STRUCTURAL HIERARCHY OF ALVEOLAR BONE:
Microstructure: alveolar bone may be categorized into four microstructural
components: cells, inorganic matrix, organic matrix and soluble signaling factors.
Bone cells: bone cells include Osteoblasts, Osteocytes, and Osteoclasts.
1. OSTEOBLASTS:
Osteoblasts are derived from mesenchymal lineage. Actively secreting
osteoblasts are lined up along the osseous surface as sheet of plump,
basophilic cells with large nuclei. They have well developed Golgi regions
with a dense network of rough –surfaced endoplasmic reticulum. Ctyoplasmic
extensions may traverse the osteoid layer to make contact with those of
adjacent osteocytes. Where active osteogenesis is absent, the bone surface may
be lined with flattened cells lacking a rough endoplasmic reticulum. They are
considered to be osteoprogenitor cells. They are capable of dividing into
preosteoblasts, which no longer able to divide and may evolve further into
osteoblasts.
The progression of stem cells to end stage osteoblasts may take two
roots one leading to determined osteoprogenitor cells. The determined lineage
is associated with cell condensation and may be responsible for bone
formation during embryogenesis, whereas during fracture repair an inducible
population may be susceptible to soluble inductive morphogens- polypeptides
that promote expression of distinctive cell phenotypes. The effect being dose
related.
When bone is injured as a consequence of surgical intervention and
trauma, a population of local cells restores osseous form and function through
recapitulation of embryonic events the local cells are determined
osteoprogenitor, resident in the cambial layers of the periosteum, endosteum
and dura, and inducible osteoprogenitor cells, such as pericytes that arrive at
injury locus about 3-5 days after injury via transit in developing capillary
sprouts. Pericytes also may convert to osteoblasts following interactions with
endogenous BMPs.
Further more, according to Brighton and colleagues, a population of
polymorphic mesenchymal cells may appear as early as 12 hours following

8. fracture, providing a preosteoblastic cell resource. Moreover mesenchymal
stem cells within the bone marrow contribute to the complement of cells
present within the repair blastema. These cells, which possess multilineage
potential, can convert either to cartilage – forming chondrocytes or bone
-forming osteoblasts depending on the presence of environmental cues such as
nutrients supply, specific growth factors, blood vessels and mechanical
stability. It already has been established that marrow-- derived inducible
osteoprogenitor cells undergo osteoblastic differentiation in response to BMPs
and other naturally occurring growth factors.

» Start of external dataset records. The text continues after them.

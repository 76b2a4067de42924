// src/core/pipeline.rs
//
// The ordered stage chain of one feature.
//
// Building resolves every stage through the registry and propagates the
// frame length from stage to stage, so any disagreement between a producer
// and a consumer with a declared input length fails before a single sample
// is processed. Running threads each stage's output into the next one; the
// pipeline owns every intermediate buffer of a run.

use std::borrow::Cow;

use log::{debug, trace};

use super::registry::StageRegistry;
use super::result::FeatureValues;
use super::stage::{Stage, StageContext, StageParams};
use crate::config::FeatureSpec;
use crate::error::{Error, Result, StageError};

const INPUT: &str = "<input>";

/// Built chain of stages for one named feature
pub struct FeaturePipeline {
    name: String,
    stages: Vec<Box<dyn Stage>>,
    output_len: Option<usize>,
}

impl FeaturePipeline {
    /// Resolve, configure and shape-check every stage of `spec`.
    ///
    /// `sample_rate` is the rate of the signal the pipeline will see.
    pub fn build(spec: &FeatureSpec, registry: &StageRegistry, sample_rate: u32) -> Result<Self> {
        let feature = spec.name();
        if spec.stages().is_empty() {
            return Err(Error::EmptyFeature(feature.to_string()));
        }

        let mut stages: Vec<Box<dyn Stage>> = Vec::with_capacity(spec.stages().len());
        let mut current: Option<usize> = None;

        for (index, stage_spec) in spec.stages().iter().enumerate() {
            let producer = stages.last().map_or(INPUT, |s| s.name());
            let consumer = stage_spec.name();
            let ctx = StageContext {
                sample_rate,
                input_len: current,
            };

            let params = StageParams::new(stage_spec.parameters().clone());
            let stage = registry
                .build(consumer, params, &ctx)
                .map_err(|e| with_context(e, feature, index, consumer, producer))?;

            if let Some(required) = stage.input_len() {
                let reason = match current {
                    Some(n) if n == required => None,
                    Some(n) => Some(format!(
                        "{} expects frames of {} values, {} produces {}",
                        consumer, required, producer, n
                    )),
                    None => Some(format!(
                        "{} expects frames of {} values but receives the unframed signal",
                        consumer, required
                    )),
                };
                if let Some(reason) = reason {
                    return Err(Error::ShapeMismatch {
                        feature: feature.to_string(),
                        producer: producer.to_string(),
                        consumer: consumer.to_string(),
                        index,
                        reason,
                    });
                }
            }

            current = stage.declared_output_len(current);
            if current == Some(0) {
                return Err(Error::ShapeMismatch {
                    feature: feature.to_string(),
                    producer: producer.to_string(),
                    consumer: consumer.to_string(),
                    index,
                    reason: format!("{} would produce empty frames", consumer),
                });
            }
            stages.push(stage);
        }

        debug!(
            "Built feature {} [{}] -> {}",
            feature,
            stages.iter().map(|s| s.name()).collect::<Vec<_>>().join(", "),
            current.map_or_else(|| "unframed".to_string(), |n| format!("{} values per frame", n))
        );

        Ok(Self {
            name: feature.to_string(),
            stages,
            output_len: current,
        })
    }

    pub fn name(&self) -> &str {
        &self.name
    }

    /// Stage names in execution order
    pub fn stage_names(&self) -> impl Iterator<Item = &'static str> + '_ {
        self.stages.iter().map(|s| s.name())
    }

    pub fn len(&self) -> usize {
        self.stages.len()
    }

    pub fn is_empty(&self) -> bool {
        self.stages.is_empty()
    }

    /// Frame length of the final stage's output, when it does not depend on
    /// the input buffer length
    pub fn output_len(&self) -> Option<usize> {
        self.output_len
    }

    /// Run every stage in order over `input`, treated as one frame.
    ///
    /// `input` is only read; intermediate buffers are private to this call.
    pub fn run(&self, input: &[f32]) -> Result<FeatureValues> {
        let mut frame_len = input.len();
        let mut current: Cow<'_, [f32]> = Cow::Borrowed(input);

        for (index, stage) in self.stages.iter().enumerate() {
            if frame_len == 0 {
                return Err(self.runtime_error(index, stage.as_ref(), "received an empty frame"));
            }
            if let Some(required) = stage.input_len() {
                if required != frame_len {
                    return Err(self.runtime_error(
                        index,
                        stage.as_ref(),
                        format!("expects frames of {} values, got {}", required, frame_len),
                    ));
                }
            }

            let out_len = stage.output_len(frame_len);
            if out_len == 0 {
                return Err(self.runtime_error(
                    index,
                    stage.as_ref(),
                    format!("produces empty frames from {} values", frame_len),
                ));
            }
            let chunk = stage.frames_out(frame_len) * out_len;
            let frames = current.len() / frame_len;
            let mut next = vec![0.0f32; frames * chunk];

            for (src, dst) in current.chunks_exact(frame_len).zip(next.chunks_exact_mut(chunk)) {
                stage
                    .apply(src, dst)
                    .map_err(|e| self.runtime_error(index, stage.as_ref(), e.to_string()))?;
            }

            trace!(
                "{}: {} {} x {} -> {} x {}",
                self.name,
                stage.name(),
                frames,
                frame_len,
                next.len() / out_len,
                out_len
            );
            current = Cow::Owned(next);
            frame_len = out_len;
        }

        Ok(FeatureValues::new(current.into_owned(), frame_len))
    }

    fn runtime_error(&self, index: usize, stage: &dyn Stage, reason: impl Into<String>) -> Error {
        Error::StageRuntime {
            feature: self.name.clone(),
            stage: stage.name().to_string(),
            index,
            reason: reason.into(),
        }
    }
}

impl std::fmt::Debug for FeaturePipeline {
    fn fmt(&self, f: &mut std::fmt::Formatter<'_>) -> std::fmt::Result {
        f.debug_struct("FeaturePipeline")
            .field("name", &self.name)
            .field("stages", &self.stage_names().collect::<Vec<_>>())
            .field("output_len", &self.output_len)
            .finish()
    }
}

/// Attach feature and position to a stage-local error
fn with_context(err: StageError, feature: &str, index: usize, stage: &str, producer: &str) -> Error {
    match err {
        StageError::Unknown(name) => Error::UnknownStage {
            feature: feature.to_string(),
            stage: name,
        },
        StageError::Parameter { key, reason } => Error::Parameter {
            feature: feature.to_string(),
            stage: stage.to_string(),
            index,
            key,
            reason,
        },
        StageError::Shape(reason) => Error::ShapeMismatch {
            feature: feature.to_string(),
            producer: producer.to_string(),
            consumer: stage.to_string(),
            index,
            reason,
        },
        StageError::Runtime(reason) => Error::StageRuntime {
            feature: feature.to_string(),
            stage: stage.to_string(),
            index,
            reason,
        },
    }
}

The osteoblasts secrete soluble signaling factors eg, BMPs, TGF-β,
insulin like growth factor I and II, interleukin-1 and platelet derived growth
factors and osteoid. For remodeling the osteoid produced is produced at the
rate of 2-3µm/ day at a thickness of 20 µm. the osteiod mineralizes at the rate
of 1-2µm/day.
2. OSTEOCYTES:
Osteocytes are derived from osteoblasts and are capable of resorbing
and forming bone. Osteocytes have reduced cytoplasm and cellular organelles
when compared to osteoblasts. Their Ctyoplasmic processes radiate from the
cell body though numerous canaliculi to connect with cells in adjacent
lacunae. Osteocytes respond to changing hormonal levels. They are able to
resorb bone lacunar walls (osteocytic osteolysis) and to deposit new bone.

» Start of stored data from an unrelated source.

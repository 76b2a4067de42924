//! Window functions
//!
//! Every supported window is a generalised cosine sum
//! `w[i] = a0 - a1 cos(2 pi i / N) + a2 cos(4 pi i / N) - ...`
//! in its periodic form, so one routine evaluates all of them.

use std::f64::consts::PI;
use std::str::FromStr;

#[derive(Debug, Clone, Copy, Default, PartialEq, Eq)]
pub enum WindowType {
    Rectangular,
    Hann,
    #[default]
    Hamming,
    Blackman,
    BlackmanHarris,
    FlatTop,
}

impl WindowType {
    /// Cosine-sum coefficients `a0, a1, ...`
    fn terms(self) -> &'static [f64] {
        match self {
            WindowType::Rectangular => &[1.0],
            WindowType::Hann => &[0.5, 0.5],
            WindowType::Hamming => &[0.54, 0.46],
            WindowType::Blackman => &[0.42, 0.5, 0.08],
            WindowType::BlackmanHarris => &[0.35875, 0.48829, 0.14128, 0.01168],
            WindowType::FlatTop => &[
                0.215_578_95,
                0.416_631_58,
                0.277_263_158,
                0.083_578_947,
                0.006_947_368,
            ],
        }
    }
}

impl FromStr for WindowType {
    type Err = String;

    fn from_str(s: &str) -> Result<Self, Self::Err> {
        match s.trim().to_ascii_lowercase().as_str() {
            "rectangular" | "rect" => Ok(Self::Rectangular),
            "hann" | "hanning" => Ok(Self::Hann),
            "hamming" => Ok(Self::Hamming),
            "blackman" => Ok(Self::Blackman),
            "blackman-harris" | "blackmanharris" => Ok(Self::BlackmanHarris),
            "flattop" | "flat-top" => Ok(Self::FlatTop),
            other => Err(format!("unknown window type \"{}\"", other)),
        }
    }
}

/// Periodic window of `size` coefficients
pub fn create_window(size: usize, window_type: WindowType) -> Vec<f32> {
    let terms = window_type.terms();
    let n = size as f64;
    (0..size)
        .map(|i| {
            let phase = 2.0 * PI * i as f64 / n;
            terms
                .iter()
                .enumerate()
                .map(|(k, a)| {
                    let sign = if k % 2 == 0 { 1.0 } else { -1.0 };
                    sign * a * (k as f64 * phase).cos()
                })
                .sum::<f64>() as f32
        })
        .collect()
}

Osteocytes are relatively inactive cells, yet their subdued metabolic
activity is crucial to bone viability and sustain homeostasis (maintenance of
constant internal conditions within the body). All the three cells of bone play
important role in calcium regulation, homeostasis, remodeling and repair.
Their life span is for many years, perhaps even decades.
3. OSTEOCLASTS:
Osteoblasts are multinucleated cells in depressions of bone surface.
They are the main cells capable of bone resorption. The surface facing bone is
highly convoluted forming a “ruffled border.” The cytoplasm of osteoclasts
contains numerous vesicles, lysosomes, and mitochondria, but little
endoplasmic reticulum. The size and concentration of vesicles increase in
proximity to the ruffled border, which is the zone where active bone resorption
takes place. Free apatite crystallites and frayed collagen fibrils are found
between the Ctyoplasmic extensions of these cells. The periphery of the
ruffled border, by contrast, closely contacts the bone surface and seals the
resorptive, ruffled border zone. This region is referred to as the clear zone
because the adjacent cytoplasm lacks organelles and particulate elements. The
cavities formed after resorptions are called Howship lacunae.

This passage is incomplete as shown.